*Saved entries:*
================
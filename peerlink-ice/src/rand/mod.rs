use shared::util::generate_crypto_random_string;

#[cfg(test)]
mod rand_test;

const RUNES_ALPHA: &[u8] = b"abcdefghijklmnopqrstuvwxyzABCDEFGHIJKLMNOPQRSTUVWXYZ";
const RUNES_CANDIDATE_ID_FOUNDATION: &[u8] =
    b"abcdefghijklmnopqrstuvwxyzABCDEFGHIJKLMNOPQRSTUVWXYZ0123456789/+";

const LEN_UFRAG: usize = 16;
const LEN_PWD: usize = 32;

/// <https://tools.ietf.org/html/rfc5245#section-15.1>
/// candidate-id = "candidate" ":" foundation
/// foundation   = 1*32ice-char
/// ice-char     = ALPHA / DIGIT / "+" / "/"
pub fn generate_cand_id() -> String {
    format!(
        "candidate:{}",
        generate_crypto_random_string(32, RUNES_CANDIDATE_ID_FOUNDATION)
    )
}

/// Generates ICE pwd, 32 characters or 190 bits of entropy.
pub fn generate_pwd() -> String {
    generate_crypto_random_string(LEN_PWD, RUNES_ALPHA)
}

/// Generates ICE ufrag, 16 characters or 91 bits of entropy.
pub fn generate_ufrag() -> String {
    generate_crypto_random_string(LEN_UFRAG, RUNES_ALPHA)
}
================
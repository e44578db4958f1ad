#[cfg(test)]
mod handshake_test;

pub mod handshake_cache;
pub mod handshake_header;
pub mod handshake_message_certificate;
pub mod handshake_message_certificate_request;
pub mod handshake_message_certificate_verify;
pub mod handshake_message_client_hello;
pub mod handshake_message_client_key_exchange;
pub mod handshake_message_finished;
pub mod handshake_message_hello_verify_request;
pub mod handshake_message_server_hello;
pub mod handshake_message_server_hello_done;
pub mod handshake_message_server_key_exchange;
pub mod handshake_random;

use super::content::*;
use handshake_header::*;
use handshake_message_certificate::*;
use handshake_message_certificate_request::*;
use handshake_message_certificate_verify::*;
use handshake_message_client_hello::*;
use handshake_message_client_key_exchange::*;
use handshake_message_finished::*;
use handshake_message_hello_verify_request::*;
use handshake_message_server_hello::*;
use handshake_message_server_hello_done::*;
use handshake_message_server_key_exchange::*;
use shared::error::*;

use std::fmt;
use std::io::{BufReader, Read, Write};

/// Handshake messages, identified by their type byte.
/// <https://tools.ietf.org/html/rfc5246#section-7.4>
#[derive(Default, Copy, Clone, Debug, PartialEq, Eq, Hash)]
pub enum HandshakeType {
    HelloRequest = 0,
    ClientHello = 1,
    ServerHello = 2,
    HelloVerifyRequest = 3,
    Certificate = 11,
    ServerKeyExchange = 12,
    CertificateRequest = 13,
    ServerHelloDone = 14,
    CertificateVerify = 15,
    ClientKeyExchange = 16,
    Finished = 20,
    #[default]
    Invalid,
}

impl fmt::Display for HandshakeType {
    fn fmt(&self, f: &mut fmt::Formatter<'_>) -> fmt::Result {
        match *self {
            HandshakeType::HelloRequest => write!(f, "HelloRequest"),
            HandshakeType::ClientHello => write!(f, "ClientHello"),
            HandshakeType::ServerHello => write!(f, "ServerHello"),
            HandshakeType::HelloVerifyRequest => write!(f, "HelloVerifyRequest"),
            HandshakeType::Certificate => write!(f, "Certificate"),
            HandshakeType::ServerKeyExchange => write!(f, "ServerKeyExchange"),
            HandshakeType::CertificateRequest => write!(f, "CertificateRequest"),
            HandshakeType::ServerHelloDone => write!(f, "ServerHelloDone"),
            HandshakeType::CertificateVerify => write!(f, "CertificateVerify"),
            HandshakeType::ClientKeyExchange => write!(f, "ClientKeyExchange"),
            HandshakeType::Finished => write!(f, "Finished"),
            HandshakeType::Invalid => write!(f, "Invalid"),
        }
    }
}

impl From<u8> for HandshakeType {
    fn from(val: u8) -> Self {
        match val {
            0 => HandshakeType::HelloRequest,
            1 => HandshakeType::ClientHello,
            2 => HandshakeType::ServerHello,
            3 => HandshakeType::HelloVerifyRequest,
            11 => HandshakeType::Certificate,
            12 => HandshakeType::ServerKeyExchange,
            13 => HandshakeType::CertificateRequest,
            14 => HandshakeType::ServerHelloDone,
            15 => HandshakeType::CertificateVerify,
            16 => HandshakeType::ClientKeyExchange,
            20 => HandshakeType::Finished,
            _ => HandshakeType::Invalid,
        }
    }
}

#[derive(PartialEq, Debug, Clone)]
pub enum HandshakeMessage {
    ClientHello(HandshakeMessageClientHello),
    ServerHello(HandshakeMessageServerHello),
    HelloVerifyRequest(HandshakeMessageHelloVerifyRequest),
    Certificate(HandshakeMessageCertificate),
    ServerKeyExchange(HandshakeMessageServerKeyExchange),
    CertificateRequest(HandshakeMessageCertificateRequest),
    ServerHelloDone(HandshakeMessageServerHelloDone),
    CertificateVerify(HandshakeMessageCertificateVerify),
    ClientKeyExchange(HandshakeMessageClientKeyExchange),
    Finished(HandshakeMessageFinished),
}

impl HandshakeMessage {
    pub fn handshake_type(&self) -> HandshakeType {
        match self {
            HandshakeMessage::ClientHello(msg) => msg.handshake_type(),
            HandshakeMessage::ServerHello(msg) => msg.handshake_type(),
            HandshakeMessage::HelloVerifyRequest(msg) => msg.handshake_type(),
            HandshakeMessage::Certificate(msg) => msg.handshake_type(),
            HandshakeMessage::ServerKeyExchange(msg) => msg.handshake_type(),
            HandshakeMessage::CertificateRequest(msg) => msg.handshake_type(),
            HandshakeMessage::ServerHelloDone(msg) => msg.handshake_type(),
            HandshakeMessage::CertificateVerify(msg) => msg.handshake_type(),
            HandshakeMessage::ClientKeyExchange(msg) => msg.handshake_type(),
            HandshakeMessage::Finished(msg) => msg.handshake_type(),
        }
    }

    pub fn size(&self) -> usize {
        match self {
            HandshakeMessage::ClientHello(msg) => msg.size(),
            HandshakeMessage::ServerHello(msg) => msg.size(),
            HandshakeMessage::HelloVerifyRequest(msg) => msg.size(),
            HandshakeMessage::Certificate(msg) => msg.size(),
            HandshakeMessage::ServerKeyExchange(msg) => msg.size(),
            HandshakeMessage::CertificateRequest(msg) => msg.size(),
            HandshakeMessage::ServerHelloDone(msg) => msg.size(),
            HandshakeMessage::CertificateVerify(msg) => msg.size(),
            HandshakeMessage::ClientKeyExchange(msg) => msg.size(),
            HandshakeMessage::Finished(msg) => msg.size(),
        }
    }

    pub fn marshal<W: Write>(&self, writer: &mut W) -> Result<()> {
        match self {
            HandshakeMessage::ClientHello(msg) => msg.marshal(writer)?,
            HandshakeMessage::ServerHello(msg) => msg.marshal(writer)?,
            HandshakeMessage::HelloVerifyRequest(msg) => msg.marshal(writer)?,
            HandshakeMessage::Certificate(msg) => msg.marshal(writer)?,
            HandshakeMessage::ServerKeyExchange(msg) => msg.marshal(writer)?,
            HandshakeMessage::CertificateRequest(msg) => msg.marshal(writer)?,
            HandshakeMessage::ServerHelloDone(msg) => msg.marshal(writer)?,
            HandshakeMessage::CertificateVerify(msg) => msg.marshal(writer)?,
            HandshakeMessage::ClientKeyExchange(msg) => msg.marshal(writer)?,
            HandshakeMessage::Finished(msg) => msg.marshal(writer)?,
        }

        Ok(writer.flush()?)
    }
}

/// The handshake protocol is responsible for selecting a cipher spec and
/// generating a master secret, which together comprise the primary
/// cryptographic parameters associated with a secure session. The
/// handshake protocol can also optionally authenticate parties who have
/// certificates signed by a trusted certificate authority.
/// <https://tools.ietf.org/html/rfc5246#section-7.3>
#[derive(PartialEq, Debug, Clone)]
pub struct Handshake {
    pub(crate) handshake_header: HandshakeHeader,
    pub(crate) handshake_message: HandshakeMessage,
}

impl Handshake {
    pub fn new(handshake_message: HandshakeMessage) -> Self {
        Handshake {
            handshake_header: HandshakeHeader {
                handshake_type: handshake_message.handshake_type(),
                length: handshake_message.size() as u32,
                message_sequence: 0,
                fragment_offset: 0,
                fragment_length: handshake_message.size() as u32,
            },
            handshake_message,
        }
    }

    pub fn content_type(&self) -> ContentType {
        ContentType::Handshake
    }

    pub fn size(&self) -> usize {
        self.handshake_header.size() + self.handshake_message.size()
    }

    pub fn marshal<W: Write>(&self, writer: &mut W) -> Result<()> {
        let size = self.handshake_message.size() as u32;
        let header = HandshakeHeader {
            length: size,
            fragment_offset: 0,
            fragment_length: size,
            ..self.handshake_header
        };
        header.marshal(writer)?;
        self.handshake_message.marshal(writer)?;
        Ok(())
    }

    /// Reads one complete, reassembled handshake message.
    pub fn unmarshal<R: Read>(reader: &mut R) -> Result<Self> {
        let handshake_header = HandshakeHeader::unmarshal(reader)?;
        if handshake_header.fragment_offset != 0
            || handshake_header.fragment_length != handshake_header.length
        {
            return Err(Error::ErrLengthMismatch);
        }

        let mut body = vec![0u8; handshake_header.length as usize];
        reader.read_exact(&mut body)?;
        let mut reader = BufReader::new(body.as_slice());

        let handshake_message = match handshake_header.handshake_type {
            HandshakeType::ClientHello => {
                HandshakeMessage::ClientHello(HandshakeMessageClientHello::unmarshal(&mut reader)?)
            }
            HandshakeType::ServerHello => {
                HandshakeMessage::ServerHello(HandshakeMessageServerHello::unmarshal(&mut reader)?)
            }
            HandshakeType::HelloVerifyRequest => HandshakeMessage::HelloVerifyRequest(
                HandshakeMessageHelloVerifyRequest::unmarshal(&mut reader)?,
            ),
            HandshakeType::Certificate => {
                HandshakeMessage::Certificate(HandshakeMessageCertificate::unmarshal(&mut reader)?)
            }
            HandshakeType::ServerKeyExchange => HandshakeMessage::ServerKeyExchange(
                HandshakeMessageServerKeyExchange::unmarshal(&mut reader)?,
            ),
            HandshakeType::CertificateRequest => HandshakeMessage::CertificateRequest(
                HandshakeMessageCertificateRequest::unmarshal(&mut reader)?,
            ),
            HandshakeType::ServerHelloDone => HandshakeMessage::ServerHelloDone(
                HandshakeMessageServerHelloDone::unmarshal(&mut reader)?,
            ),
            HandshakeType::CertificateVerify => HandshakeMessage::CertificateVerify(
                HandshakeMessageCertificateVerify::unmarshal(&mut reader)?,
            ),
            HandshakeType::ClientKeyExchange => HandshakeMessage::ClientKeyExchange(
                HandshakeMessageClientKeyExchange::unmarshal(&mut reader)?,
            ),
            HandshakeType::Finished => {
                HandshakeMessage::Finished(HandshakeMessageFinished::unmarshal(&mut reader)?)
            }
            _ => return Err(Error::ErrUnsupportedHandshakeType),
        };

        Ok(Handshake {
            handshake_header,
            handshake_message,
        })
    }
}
================
*Work order:* Identify the lines of the entries containing the string "crate". Copy each such line.

*Your response:*
    pub(crate) handshake_header: HandshakeHeader,
    pub(crate) handshake_message: HandshakeMessage,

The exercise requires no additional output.